The German PC component company Arctic has long been a very popular recommendation in the budget range with its P12 fans. But evolution does not stand still and not everyone is looking for simple, black fans. Accordingly, the development into the RGB range is only logical. However, a closer look quickly reveals that there is more to the Arctic P12 PWM PST A-RGB than just the lighting. So in this review, we’ll take a look at differences, performance, and build quality.
|Size||120 x 120 x 25 mm|
|Speed||200 – 2000 RPM|
|Static pressure||1.85 mm H₂O|
|Bearing||Fluid Dynamic Bearing|
|Fan connector||4-pin PWM male + female|
|Cable length||45 cm|
|RGB connector||Standard ARGB male + female|
|Price||€ 38.68 * (set of 3)
€ 13.90 * (single)
Packaging and scope of delivery
- Simple packaging without padding
- Apart from the fan, only fan screws are included
Given the price, it’s not surprising that the packaging of the Arctic P12 PWM PST A-RGB is kept quite compact. And apart from the obligatory fan screws, does not contain any accessories.
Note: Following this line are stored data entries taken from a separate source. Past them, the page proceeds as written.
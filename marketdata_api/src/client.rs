//! HTTP client for the Yahoo Finance v8 chart API.

use std::time::Duration;

use serde::de::DeserializeOwned;
use url::Url;

use crate::{
    query::{ChartQuery, Query},
    types::{ChartResponse, DailyBar},
    user_agent::get_user_agent,
    Error,
};

/// The one network timeout in the pipeline.
const DEFAULT_TIMEOUT: Duration = Duration::from_secs(10);

/// HTTP client for the chart endpoint.
///
/// Each request builds a fresh `reqwest::Client` with a randomized browser
/// user agent and the configured timeout.
pub struct Client {
    /// Base URL for the API. Defaults to `https://query1.finance.yahoo.com`.
    base_api_url: String,
    timeout: Duration,
}

impl Default for Client {
    fn default() -> Self {
        Self::new()
    }
}

impl Client {
    /// Creates a new client pointing at the production chart API.
    pub fn new() -> Self {
        Self {
            base_api_url: "https://query1.finance.yahoo.com".to_string(),
            timeout: DEFAULT_TIMEOUT,
        }
    }

    /// Creates a new client with a custom base URL. Used for testing with wiremock.
    pub fn with_base_url(base_url: &str) -> Self {
        Self {
            base_api_url: base_url.to_string(),
            timeout: DEFAULT_TIMEOUT,
        }
    }

    pub fn with_timeout(mut self, timeout: Duration) -> Self {
        self.timeout = timeout;
        self
    }

    fn get_url(&self, segments: &[&str], query: Option<&impl Query>) -> Result<Url, Error> {
        let mut url = Url::parse(&self.base_api_url).map_err(|e| {
            tracing::error!("Invalid URL constructed: {}", e);
            Error::RequestFailed
        })?;
        url.path_segments_mut()
            .map_err(|_| {
                tracing::error!("Base URL cannot carry a path: {}", self.base_api_url);
                Error::RequestFailed
            })?
            .pop_if_empty()
            .extend(segments);
        Ok(match query {
            Some(query) => query.add_to_url(&url),
            None => url,
        })
    }

    async fn get<T, Q>(&self, segments: &[&str], query: Option<&Q>) -> Result<T, Error>
    where
        T: DeserializeOwned,
        Q: Query,
    {
        let url = self.get_url(segments, query)?;
        let client = reqwest::Client::builder()
            .user_agent(get_user_agent())
            .timeout(self.timeout)
            .build()
            .map_err(|e| {
                tracing::error!("Failed to build HTTP client: {}", e);
                Error::RequestFailed
            })?;
        let resp = client
            .get(url)
            .header("accept", "application/json, text/plain, */*")
            .header("accept-language", "en-US,en;q=0.9")
            .send()
            .await
            .map_err(|e| {
                tracing::error!("Failed to get resource: {}", e);
                Error::RequestFailed
            })?;

        let status = resp.status();
        let body = resp.text().await.map_err(|e| {
            tracing::error!("Failed to read response body: {}", e);
            Error::RequestFailed
        })?;

        if !status.is_success() {
            let snippet = truncate_body(&body);
            tracing::error!("Request failed with status {}: {}", status, snippet);
            return Err(Error::HttpStatus {
                status: status.as_u16(),
                body: snippet,
            });
        }

        let parsed = serde_json::from_str::<T>(&body).map_err(|e| {
            let snippet = truncate_body(&body);
            tracing::error!("Failed to parse resource: {} | body: {}", e, snippet);
            Error::RequestFailed
        })?;

        Ok(parsed)
    }

    /// Fetches the raw chart payload for one symbol.
    pub async fn get_chart(&self, symbol: &str, query: &ChartQuery) -> Result<ChartResponse, Error> {
        self.get::<ChartResponse, ChartQuery>(&["v8", "finance", "chart", symbol], Some(query))
            .await
    }

    /// Fetches daily bars for one symbol.
    ///
    /// Unknown symbols (HTTP 404) and empty results yield an empty vector.
    /// An error object inside a successful payload becomes [`Error::Provider`].
    pub async fn get_daily_bars(
        &self,
        symbol: &str,
        query: &ChartQuery,
    ) -> Result<Vec<DailyBar>, Error> {
        let response = match self.get_chart(symbol, query).await {
            Ok(response) => response,
            Err(Error::HttpStatus { status: 404, .. }) => {
                tracing::warn!("No chart data for {}", symbol);
                return Ok(Vec::new());
            }
            Err(e) => return Err(e),
        };

        if let Some(err) = response.chart.error {
            return Err(Error::Provider {
                code: err.code,
                description: err.description,
            });
        }

        Ok(response
            .chart
            .result
            .unwrap_or_default()
            .iter()
            .flat_map(|r| r.daily_bars())
            .collect())
    }
}

fn truncate_body(body: &str) -> String {
    const MAX: usize = 2000;
    if body.len() <= MAX {
        body.to_string()
    } else {
        let mut end = MAX;
        while !body.is_char_boundary(end) {
            end -= 1;
        }
        format!("{}...[truncated]", &body[..end])
    }
}
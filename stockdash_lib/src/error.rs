//! Error types for the ingestion and view layers.

use thiserror::Error;

use crate::db::DbError;

/// Failures while reading screener or historical CSV input.
///
/// Format failures terminate the batch: nothing from the failing input is
/// written.
#[derive(Error, Debug)]
pub enum IngestError {
    #[error("failed to read {path}: {source}")]
    Io {
        path: String,
        source: std::io::Error,
    },
    #[error("malformed CSV in {path}: {error}")]
    Csv {
        path: String,
        #[source]
        error: csv::Error,
    },
    #[error("{path}: missing required column `{column}`")]
    MissingColumn { path: String, column: String },
    #[error("{path} line {line}: unparseable date `{value}` (expected YYYY-MM-DD)")]
    InvalidDate {
        path: String,
        line: u64,
        value: String,
    },
    #[error("{path} line {line}: missing symbol")]
    MissingSymbol { path: String, line: u64 },
    #[error("{path} line {line}: invalid number `{value}` in column `{column}`")]
    InvalidNumber {
        path: String,
        line: u64,
        column: String,
        value: String,
    },
    #[error(transparent)]
    Db(#[from] DbError),
}

/// Failures while shaping stored rows for the overview and timeseries views.
#[derive(Error, Debug)]
pub enum ViewError {
    #[error("duplicate symbol `{symbol}` in {side}")]
    DuplicateSymbol { symbol: String, side: &'static str },
    #[error("{}", no_selection_message(*compare_selected))]
    NoSelection { compare_selected: bool },
    #[error("no time-series data for `{0}` in the selected range")]
    EmptySeries(String),
    #[error("invalid date range `{0}`: expected `ytd` or `<days>D`")]
    InvalidRange(String),
}

fn no_selection_message(compare_selected: bool) -> &'static str {
    if compare_selected {
        "Please select the first stock for comparison!"
    } else {
        "Please select at least one stock to show!"
    }
}
//! Response types for Tiingo API.

use chrono::NaiveDate;
use marketdata_api::types::DailyBar;
use serde::Deserialize;

use super::error::TiingoError;

/// A single daily price record from the Tiingo end-of-day API.
///
/// The dashboard stores raw (unadjusted) OHLCV, matching the Yahoo chart
/// source, so the `adj*` fields are read but not stored.
#[derive(Debug, Clone, Deserialize)]
#[serde(rename_all = "camelCase")]
pub struct TiingoDailyPrice {
    pub date: String,
    pub close: f64,
    pub high: f64,
    pub low: f64,
    pub open: f64,
    pub volume: i64,
    #[serde(default)]
    pub adj_close: Option<f64>,
    #[serde(default)]
    pub div_cash: Option<f64>,
    #[serde(default)]
    pub split_factor: Option<f64>,
}

impl TiingoDailyPrice {
    /// `date` arrives as `2024-06-14T00:00:00+00:00`; only the day is kept.
    pub fn trading_date(&self) -> Result<NaiveDate, TiingoError> {
        let day = self.date.get(..10).unwrap_or(&self.date);
        NaiveDate::parse_from_str(day, "%Y-%m-%d")
            .map_err(|e| TiingoError::ParseFailed(format!("bad date `{}`: {}", self.date, e)))
    }

    pub fn to_daily_bar(&self) -> Result<DailyBar, TiingoError> {
        Ok(DailyBar {
            date: self.trading_date()?,
            open: self.open,
            high: self.high,
            low: self.low,
            close: self.close,
            volume: self.volume,
        })
    }
}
The box is otherwise black with colorful and blue accents. The front features a picture of the fan and the back lists the specifications.
Design and workmanship
- Ring around the fan blades
- Black frame with illuminated fan blades
- Cables are routed out of the frame from different sides
- Standard ARGB and PWM connectors as both male and female, therefore daisy-chain capable
The Arctic P12 PWM PST A-RGB are comparatively cheap and there you do not expect the highest build quality. However, in return, these fans look quite good. The frame is somewhat unspectacular, but the fan blades rotate very pleasantly. The illumination is limited to the five fan blades, which are connected with a ring at the ends. The milky design keeps the lighting quite even. The LEDs are also well housed and do not shine past next to the fan blades.
One decision I can’t understand, that is the cable routing. The cables for the RGB control and the fan connectors come out on two sides. This makes it harder to do a clean cable management. What makes cable management easier, on the other hand, is described by the PST in the item name. This is more or less an integrated splitter, with which you can connect several fans in series. This means you don’t need as many fan connectors on the motherboard, which increases compatibility with inexpensive motherboards. By the way, the same is true for the RGB connectors.
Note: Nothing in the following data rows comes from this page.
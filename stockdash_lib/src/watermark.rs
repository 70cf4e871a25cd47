//! Per-symbol fetch checkpoints persisted as a small JSON file.

use std::collections::BTreeMap;
use std::path::Path;

use chrono::NaiveDate;
use serde::{Deserialize, Serialize};

#[derive(thiserror::Error, Debug)]
pub enum WatermarkError {
    #[error("failed to access watermark file {path}: {source}")]
    Io {
        path: String,
        source: std::io::Error,
    },
    #[error("malformed watermark file {path}: {source}")]
    Json {
        path: String,
        source: serde_json::Error,
    },
}

/// Last date successfully stored, per symbol.
///
/// `last_end_date` mirrors the maximum over all symbols so older files that
/// only carry that key still load.
#[derive(Debug, Clone, Default, PartialEq, Serialize, Deserialize)]
pub struct Watermarks {
    #[serde(default, skip_serializing_if = "Option::is_none")]
    pub last_end_date: Option<NaiveDate>,
    #[serde(default)]
    pub symbols: BTreeMap<String, NaiveDate>,
}

impl Watermarks {
    /// Load from `path`. A missing file is an empty store.
    pub fn load(path: &Path) -> Result<Self, WatermarkError> {
        let body = match std::fs::read_to_string(path) {
            Ok(body) => body,
            Err(e) if e.kind() == std::io::ErrorKind::NotFound => return Ok(Self::default()),
            Err(source) => {
                return Err(WatermarkError::Io {
                    path: path.display().to_string(),
                    source,
                })
            }
        };
        serde_json::from_str(&body).map_err(|source| WatermarkError::Json {
            path: path.display().to_string(),
            source,
        })
    }

    /// Write the store, replacing the previous file atomically.
    pub fn save(&self, path: &Path) -> Result<(), WatermarkError> {
        let io_error = |source: std::io::Error| WatermarkError::Io {
            path: path.display().to_string(),
            source,
        };
        if let Some(parent) = path.parent().filter(|p| !p.as_os_str().is_empty()) {
            std::fs::create_dir_all(parent).map_err(io_error)?;
        }
        let body = serde_json::to_string_pretty(self).map_err(|source| WatermarkError::Json {
            path: path.display().to_string(),
            source,
        })?;
        let tmp = path.with_extension("json.tmp");
        std::fs::write(&tmp, body).map_err(io_error)?;
        std::fs::rename(&tmp, path).map_err(io_error)?;
        Ok(())
    }

    /// Remove the file at `path`. A missing file is not an error.
    pub fn clear(path: &Path) -> Result<(), WatermarkError> {
        match std::fs::remove_file(path) {
            Ok(()) => Ok(()),
            Err(e) if e.kind() == std::io::ErrorKind::NotFound => Ok(()),
            Err(source) => Err(WatermarkError::Io {
                path: path.display().to_string(),
                source,
            }),
        }
    }

    /// The global date of a file written before per-symbol checkpoints
    /// existed. Once any symbol has its own entry this is `None`.
    pub fn legacy_end_date(&self) -> Option<NaiveDate> {
        if self.symbols.is_empty() {
            self.last_end_date
        } else {
            None
        }
    }

    pub fn get(&self, symbol: &str) -> Option<NaiveDate> {
        self.symbols.get(symbol).copied()
    }

    /// Move `symbol`'s checkpoint to `date` if that is later. Returns whether
    /// anything changed.
    pub fn advance(&mut self, symbol: &str, date: NaiveDate) -> bool {
        let changed = match self.symbols.get(symbol) {
            Some(current) if *current >= date => false,
            _ => {
                self.symbols.insert(symbol.to_string(), date);
                true
            }
        };
        if self.last_end_date.map_or(true, |last| date > last) {
            self.last_end_date = Some(date);
        }
        changed
    }
}

#[cfg(test)]
mod tests {
    use super::*;

    fn date(s: &str) -> NaiveDate {
        NaiveDate::parse_from_str(s, "%Y-%m-%d").unwrap()
    }

    #[test]
    fn missing_file_is_empty() {
        let dir = tempfile::tempdir().unwrap();
        let marks = Watermarks::load(&dir.path().join("metadata.json")).unwrap();
        assert_eq!(marks, Watermarks::default());
    }

    #[test]
    fn legacy_file_loads_global_date_only() {
        let dir = tempfile::tempdir().unwrap();
        let path = dir.path().join("metadata.json");
        std::fs::write(&path, r#"{"last_end_date": "2024-01-10"}"#).unwrap();
        let marks = Watermarks::load(&path).unwrap();
        assert_eq!(marks.last_end_date, Some(date("2024-01-10")));
        assert!(marks.symbols.is_empty());
        assert_eq!(marks.get("AAPL"), None);
        assert_eq!(marks.legacy_end_date(), Some(date("2024-01-10")));
    }

    #[test]
    fn legacy_date_ignored_once_symbols_are_tracked() {
        let mut marks = Watermarks {
            last_end_date: Some(date("2024-01-10")),
            ..Default::default()
        };
        marks.advance("AAPL", date("2024-01-05"));
        assert_eq!(marks.last_end_date, Some(date("2024-01-10")));
        assert_eq!(marks.legacy_end_date(), None);
    }

    #[test]
    fn clear_removes_file_and_tolerates_missing() {
        let dir = tempfile::tempdir().unwrap();
        let path = dir.path().join("metadata.json");
        let mut marks = Watermarks::default();
        marks.advance("AAPL", date("2024-01-10"));
        marks.save(&path).unwrap();

        Watermarks::clear(&path).unwrap();
        assert!(!path.exists());
        Watermarks::clear(&path).unwrap();
        assert_eq!(Watermarks::load(&path).unwrap(), Watermarks::default());
    }

    #[test]
    fn malformed_file_is_error() {
        let dir = tempfile::tempdir().unwrap();
        let path = dir.path().join("metadata.json");
        std::fs::write(&path, "{not json").unwrap();
        assert!(matches!(
            Watermarks::load(&path),
            Err(WatermarkError::Json { .. })
        ));
    }

    #[test]
    fn advance_only_moves_forward() {
        let mut marks = Watermarks::default();
        assert!(marks.advance("AAPL", date("2024-01-10")));
        assert!(!marks.advance("AAPL", date("2024-01-05")));
        assert!(!marks.advance("AAPL", date("2024-01-10")));
        assert_eq!(marks.get("AAPL"), Some(date("2024-01-10")));

        assert!(marks.advance("MSFT", date("2024-01-08")));
        assert_eq!(marks.last_end_date, Some(date("2024-01-10")));
        assert!(marks.advance("MSFT", date("2024-01-12")));
        assert_eq!(marks.last_end_date, Some(date("2024-01-12")));
    }

    #[test]
    fn save_and_reload() {
        let dir = tempfile::tempdir().unwrap();
        let path = dir.path().join("nested").join("metadata.json");
        let mut marks = Watermarks::default();
        marks.advance("AAPL", date("2024-01-10"));
        marks.save(&path).unwrap();

        assert!(!path.with_extension("json.tmp").exists());
        let reloaded = Watermarks::load(&path).unwrap();
        assert_eq!(reloaded, marks);

        let raw: serde_json::Value =
            serde_json::from_str(&std::fs::read_to_string(&path).unwrap()).unwrap();
        assert_eq!(raw["last_end_date"], "2024-01-10");
        assert_eq!(raw["symbols"]["AAPL"], "2024-01-10");
    }
}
- Design more similar to the P12 Max than the original P12
- Rubberized bearing surfaces
Taking a look at the Arctic P12 lineup, you can quickly see that the Arctic P12 PWM PST A-RGB are closer in design to the newer Arctic P12 Max than the original Arctic P12.
The original Arctic P12s do not have rubberized corners and the fan blades also end up open. On the other hand, the Arctic P12 PWM PST A-RGB and the Arctic P12 Max have gray rubber surfaces for vibration reduction and the tips of the fan blades are connected by a ring. The logo in the center also differs significantly. On the original models, the logo looks plastic and shiny metallic. On the other two versions, it’s a flat sticker, with the RGB fan also letting the lighting through.
What has remained similar, on the other hand, is the shape of the fan blades. The Arctic P12 Max feel more massive in terms of the motor and fan blades. And that seems to be relevant by the following point in certain areas:
Loudness and Performance
- Very quiet
- Very strong on the radiator
- Good other performance
The low noise area has always been the hobbyhorse of Arctic P12 fans. It seems almost magical how low the volume is in the respective speed ranges. And tending to put the icing on the cake, the Arctic P12 PWM PST A-RGB are even a touch quieter.
As far as performance is concerned, contrary to expectations at the very low price, the fans almost always end up in the good midfield and do well in almost every application area, although they usually have to admit defeat to the competition from other brands at uniform speeds. Due to the low noise, however, you can run them much more briskly, which compensates for the performance disadvantage.
In comparison, the original Arctic P12 and the new black P12 Max tend to perform better. The original fans perform very well especially as case fans, probably because more air can be entrained due to the “open” fan blades. On the radiator, however, the P12 Max and the Arctic P12 PWM PST A-RGB beat each other to the front – probably because less pressure can escape due to the ring around the fan blades.
The P in the name will stand for “Pressure,” which is static pressure. Accordingly, the Arctic P12s do extremely well on radiators in any version – especially when you factor in the low noise. As a case fan and on the air cooler, the Arctic P12 PWM PST A-RGB land in the midfield in terms of performance. In these two areas, the Arctic P12 Max, which seems almost identical in terms of design, pull away noticeably.
The Arctic P12 PWM PST A-RGB take the positive aspects of the original fans and combine them with RGB lighting. Thus, the fans are quite decent in virtually every application, especially as case fans. In addition, there are various other small features, such as the PST daisy-chain option or the rubberized support surfaces. And all of this comes at a fairly low price and with a six-year warranty. In summary, these fans are definitely highly recommended and show no real weaknesses.